*** Block opens ***

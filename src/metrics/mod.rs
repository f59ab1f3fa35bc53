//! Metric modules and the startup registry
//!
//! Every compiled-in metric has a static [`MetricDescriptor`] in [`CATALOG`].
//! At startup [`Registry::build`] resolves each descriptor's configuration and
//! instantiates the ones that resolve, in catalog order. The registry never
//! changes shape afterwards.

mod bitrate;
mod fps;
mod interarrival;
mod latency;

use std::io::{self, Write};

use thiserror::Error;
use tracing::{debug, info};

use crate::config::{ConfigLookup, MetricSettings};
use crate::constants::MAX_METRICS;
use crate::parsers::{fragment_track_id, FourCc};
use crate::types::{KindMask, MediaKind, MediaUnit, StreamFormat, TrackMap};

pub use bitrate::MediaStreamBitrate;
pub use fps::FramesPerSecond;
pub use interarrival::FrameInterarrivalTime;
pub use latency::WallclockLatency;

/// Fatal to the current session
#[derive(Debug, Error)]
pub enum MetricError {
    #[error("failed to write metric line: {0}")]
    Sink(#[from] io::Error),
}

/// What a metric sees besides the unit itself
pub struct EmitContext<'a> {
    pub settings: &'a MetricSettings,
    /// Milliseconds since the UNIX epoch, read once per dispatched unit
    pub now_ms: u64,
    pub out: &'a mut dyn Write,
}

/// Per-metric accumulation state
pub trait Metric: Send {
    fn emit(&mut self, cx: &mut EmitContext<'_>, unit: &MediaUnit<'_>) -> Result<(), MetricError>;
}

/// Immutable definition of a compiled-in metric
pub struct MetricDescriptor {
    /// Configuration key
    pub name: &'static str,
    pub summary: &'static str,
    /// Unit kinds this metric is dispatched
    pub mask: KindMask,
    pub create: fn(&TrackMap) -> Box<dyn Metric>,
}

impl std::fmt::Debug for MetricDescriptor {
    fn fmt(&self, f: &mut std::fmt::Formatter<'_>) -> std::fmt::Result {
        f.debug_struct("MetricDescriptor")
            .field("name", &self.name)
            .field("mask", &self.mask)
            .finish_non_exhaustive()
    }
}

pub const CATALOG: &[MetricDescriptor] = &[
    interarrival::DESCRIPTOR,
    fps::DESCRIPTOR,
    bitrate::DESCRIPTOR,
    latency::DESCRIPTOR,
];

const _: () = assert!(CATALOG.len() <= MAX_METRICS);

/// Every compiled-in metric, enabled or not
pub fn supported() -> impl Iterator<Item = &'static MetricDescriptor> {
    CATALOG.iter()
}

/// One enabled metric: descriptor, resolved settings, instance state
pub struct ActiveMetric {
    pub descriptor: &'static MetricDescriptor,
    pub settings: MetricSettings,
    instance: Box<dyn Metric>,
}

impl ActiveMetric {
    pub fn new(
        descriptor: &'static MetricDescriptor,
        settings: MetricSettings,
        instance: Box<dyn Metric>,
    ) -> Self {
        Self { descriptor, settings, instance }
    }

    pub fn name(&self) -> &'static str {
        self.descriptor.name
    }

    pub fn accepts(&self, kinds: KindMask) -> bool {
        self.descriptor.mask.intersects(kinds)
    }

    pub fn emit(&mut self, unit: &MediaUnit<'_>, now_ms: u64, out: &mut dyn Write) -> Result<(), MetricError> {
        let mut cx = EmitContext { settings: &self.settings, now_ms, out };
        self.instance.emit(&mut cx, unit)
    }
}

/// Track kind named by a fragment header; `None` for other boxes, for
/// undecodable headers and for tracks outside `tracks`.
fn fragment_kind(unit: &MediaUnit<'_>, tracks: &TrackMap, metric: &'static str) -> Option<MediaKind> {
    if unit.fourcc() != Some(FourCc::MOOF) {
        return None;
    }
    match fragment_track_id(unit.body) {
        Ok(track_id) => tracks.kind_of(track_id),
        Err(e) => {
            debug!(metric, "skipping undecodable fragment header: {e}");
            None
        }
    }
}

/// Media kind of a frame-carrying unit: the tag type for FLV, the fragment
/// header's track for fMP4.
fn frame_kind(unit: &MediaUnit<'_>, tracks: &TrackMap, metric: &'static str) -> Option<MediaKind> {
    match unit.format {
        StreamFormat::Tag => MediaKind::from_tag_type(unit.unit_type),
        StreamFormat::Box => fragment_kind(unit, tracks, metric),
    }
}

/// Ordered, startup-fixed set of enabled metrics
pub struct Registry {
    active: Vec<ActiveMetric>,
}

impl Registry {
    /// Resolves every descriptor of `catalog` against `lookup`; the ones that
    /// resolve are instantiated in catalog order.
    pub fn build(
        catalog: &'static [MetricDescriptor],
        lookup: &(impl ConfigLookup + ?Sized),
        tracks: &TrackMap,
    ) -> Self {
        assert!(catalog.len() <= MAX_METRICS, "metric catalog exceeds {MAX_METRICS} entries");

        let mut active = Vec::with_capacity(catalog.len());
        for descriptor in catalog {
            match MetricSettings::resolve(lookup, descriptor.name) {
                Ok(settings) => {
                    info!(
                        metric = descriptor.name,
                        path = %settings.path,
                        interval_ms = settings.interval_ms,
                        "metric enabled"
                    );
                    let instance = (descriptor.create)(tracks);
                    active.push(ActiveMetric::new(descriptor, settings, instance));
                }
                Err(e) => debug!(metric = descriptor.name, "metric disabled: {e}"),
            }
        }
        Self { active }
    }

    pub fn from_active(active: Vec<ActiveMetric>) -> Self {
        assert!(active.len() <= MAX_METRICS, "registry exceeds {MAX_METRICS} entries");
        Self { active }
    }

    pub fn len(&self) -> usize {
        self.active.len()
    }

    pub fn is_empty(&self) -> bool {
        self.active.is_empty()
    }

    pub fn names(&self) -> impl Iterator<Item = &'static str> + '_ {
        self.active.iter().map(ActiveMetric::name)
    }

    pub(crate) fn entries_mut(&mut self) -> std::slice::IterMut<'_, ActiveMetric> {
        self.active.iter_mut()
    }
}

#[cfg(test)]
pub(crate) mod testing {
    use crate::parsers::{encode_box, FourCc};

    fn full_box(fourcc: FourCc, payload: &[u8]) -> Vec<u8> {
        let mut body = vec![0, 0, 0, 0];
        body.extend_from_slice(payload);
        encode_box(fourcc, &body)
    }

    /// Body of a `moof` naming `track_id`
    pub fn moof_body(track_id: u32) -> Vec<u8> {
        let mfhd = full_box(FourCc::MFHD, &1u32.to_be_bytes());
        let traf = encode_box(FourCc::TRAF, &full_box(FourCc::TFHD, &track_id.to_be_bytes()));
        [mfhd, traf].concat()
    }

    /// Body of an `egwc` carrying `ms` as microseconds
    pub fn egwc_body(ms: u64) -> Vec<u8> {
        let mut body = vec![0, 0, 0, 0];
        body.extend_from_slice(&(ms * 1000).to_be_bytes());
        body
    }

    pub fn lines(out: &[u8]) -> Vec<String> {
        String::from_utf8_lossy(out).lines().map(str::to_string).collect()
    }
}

*** Block closes ***

Aim of the task:
Write out every record, exactly as written.

Solution for this problem:
filename src/metrics/mod.rs
repository f59ab1f3fa35bc53
//! Metric modules and the startup registry
//!
//! Every compiled-in metric has a static [`MetricDescriptor`] in [`CATALOG`].
//! At startup [`Registry::build`] resolves each descriptor's configuration and
//! instantiates the ones that resolve, in catalog order. The registry never
//! changes shape afterwards.

mod bitrate;
mod fps;
mod interarrival;
mod latency;

use std::io::{self, Write};

use thiserror::Error;
use tracing::{debug, info};

use crate::config::{ConfigLookup, MetricSettings};
use crate::constants::MAX_METRICS;
use crate::parsers::{fragment_track_id, FourCc};
use crate::types::{KindMask, MediaKind, MediaUnit, StreamFormat, TrackMap};

pub use bitrate::MediaStreamBitrate;
pub use fps::FramesPerSecond;
pub use interarrival::FrameInterarrivalTime;
pub use latency::WallclockLatency;

/// Fatal to the current session
#[derive(Debug, Error)]
pub enum MetricError {
    #[error("failed to write metric line: {0}")]
    Sink(#[from] io::Error),
}

/// What a metric sees besides the unit itself
pub struct EmitContext<'a> {
    pub settings: &'a MetricSettings,
    /// Milliseconds since the UNIX epoch, read once per dispatched unit
    pub now_ms: u64,
    pub out: &'a mut dyn Write,
}

/// Per-metric accumulation state
pub trait Metric: Send {
    fn emit(&mut self, cx: &mut EmitContext<'_>, unit: &MediaUnit<'_>) -> Result<(), MetricError>;
}

/// Immutable definition of a compiled-in metric
pub struct MetricDescriptor {
    /// Configuration key
    pub name: &'static str,
    pub summary: &'static str,
    /// Unit kinds this metric is dispatched
    pub mask: KindMask,
    pub create: fn(&TrackMap) -> Box<dyn Metric>,
}

impl std::fmt::Debug for MetricDescriptor {
    fn fmt(&self, f: &mut std::fmt::Formatter<'_>) -> std::fmt::Result {
        f.debug_struct("MetricDescriptor")
            .field("name", &self.name)
            .field("mask", &self.mask)
            .finish_non_exhaustive()
    }
}

pub const CATALOG: &[MetricDescriptor] = &[
    interarrival::DESCRIPTOR,
    fps::DESCRIPTOR,
    bitrate::DESCRIPTOR,
    latency::DESCRIPTOR,
];

const _: () = assert!(CATALOG.len() <= MAX_METRICS);

/// Every compiled-in metric, enabled or not
pub fn supported() -> impl Iterator<Item = &'static MetricDescriptor> {
    CATALOG.iter()
}

/// One enabled metric: descriptor, resolved settings, instance state
pub struct ActiveMetric {
    pub descriptor: &'static MetricDescriptor,
    pub settings: MetricSettings,
    instance: Box<dyn Metric>,
}

impl ActiveMetric {
    pub fn new(
        descriptor: &'static MetricDescriptor,
        settings: MetricSettings,
        instance: Box<dyn Metric>,
    ) -> Self {
        Self { descriptor, settings, instance }
    }

    pub fn name(&self) -> &'static str {
        self.descriptor.name
    }

    pub fn accepts(&self, kinds: KindMask) -> bool {
        self.descriptor.mask.intersects(kinds)
    }

    pub fn emit(&mut self, unit: &MediaUnit<'_>, now_ms: u64, out: &mut dyn Write) -> Result<(), MetricError> {
        let mut cx = EmitContext { settings: &self.settings, now_ms, out };
        self.instance.emit(&mut cx, unit)
    }
}

/// Track kind named by a fragment header; `None` for other boxes, for
/// undecodable headers and for tracks outside `tracks`.
fn fragment_kind(unit: &MediaUnit<'_>, tracks: &TrackMap, metric: &'static str) -> Option<MediaKind> {
    if unit.fourcc() != Some(FourCc::MOOF) {
        return None;
    }
    match fragment_track_id(unit.body) {
        Ok(track_id) => tracks.kind_of(track_id),
        Err(e) => {
            debug!(metric, "skipping undecodable fragment header: {e}");
            None
        }
    }
}

/// Media kind of a frame-carrying unit: the tag type for FLV, the fragment
/// header's track for fMP4.
fn frame_kind(unit: &MediaUnit<'_>, tracks: &TrackMap, metric: &'static str) -> Option<MediaKind> {
    match unit.format {
        StreamFormat::Tag => MediaKind::from_tag_type(unit.unit_type),
        StreamFormat::Box => fragment_kind(unit, tracks, metric),
    }
}

/// Ordered, startup-fixed set of enabled metrics
pub struct Registry {
    active: Vec<ActiveMetric>,
}

impl Registry {
    /// Resolves every descriptor of `catalog` against `lookup`; the ones that
    /// resolve are instantiated in catalog order.
    pub fn build(
        catalog: &'static [MetricDescriptor],
        lookup: &(impl ConfigLookup + ?Sized),
        tracks: &TrackMap,
    ) -> Self {
        assert!(catalog.len() <= MAX_METRICS, "metric catalog exceeds {MAX_METRICS} entries");

        let mut active = Vec::with_capacity(catalog.len());
        for descriptor in catalog {
            match MetricSettings::resolve(lookup, descriptor.name) {
                Ok(settings) => {
                    info!(
                        metric = descriptor.name,
                        path = %settings.path,
                        interval_ms = settings.interval_ms,
                        "metric enabled"
                    );
                    let instance = (descriptor.create)(tracks);
                    active.push(ActiveMetric::new(descriptor, settings, instance));
                }
                Err(e) => debug!(metric = descriptor.name, "metric disabled: {e}"),
            }
        }
        Self { active }
    }

    pub fn from_active(active: Vec<ActiveMetric>) -> Self {
        assert!(active.len() <= MAX_METRICS, "registry exceeds {MAX_METRICS} entries");
        Self { active }
    }

    pub fn len(&self) -> usize {
        self.active.len()
    }

    pub fn is_empty(&self) -> bool {
        self.active.is_empty()
    }

    pub fn names(&self) -> impl Iterator<Item = &'static str> + '_ {
        self.active.iter().map(ActiveMetric::name)
    }

    pub(crate) fn entries_mut(&mut self) -> std::slice::IterMut<'_, ActiveMetric> {
        self.active.iter_mut()
    }
}

#[cfg(test)]
pub(crate) mod testing {
    use crate::parsers::{encode_box, FourCc};

    fn full_box(fourcc: FourCc, payload: &[u8]) -> Vec<u8> {
        let mut body = vec![0, 0, 0, 0];
        body.extend_from_slice(payload);
        encode_box(fourcc, &body)
    }

    /// Body of a `moof` naming `track_id`
    pub fn moof_body(track_id: u32) -> Vec<u8> {
        let mfhd = full_box(FourCc::MFHD, &1u32.to_be_bytes());
        let traf = encode_box(FourCc::TRAF, &full_box(FourCc::TFHD, &track_id.to_be_bytes()));
        [mfhd, traf].concat()
    }

    /// Body of an `egwc` carrying `ms` as microseconds
    pub fn egwc_body(ms: u64) -> Vec<u8> {
        let mut body = vec![0, 0, 0, 0];
        body.extend_from_slice(&(ms * 1000).to_be_bytes());
        body
    }

    pub fn lines(out: &[u8]) -> Vec<String> {
        String::from_utf8_lossy(out).lines().map(str::to_string).collect()
    }
}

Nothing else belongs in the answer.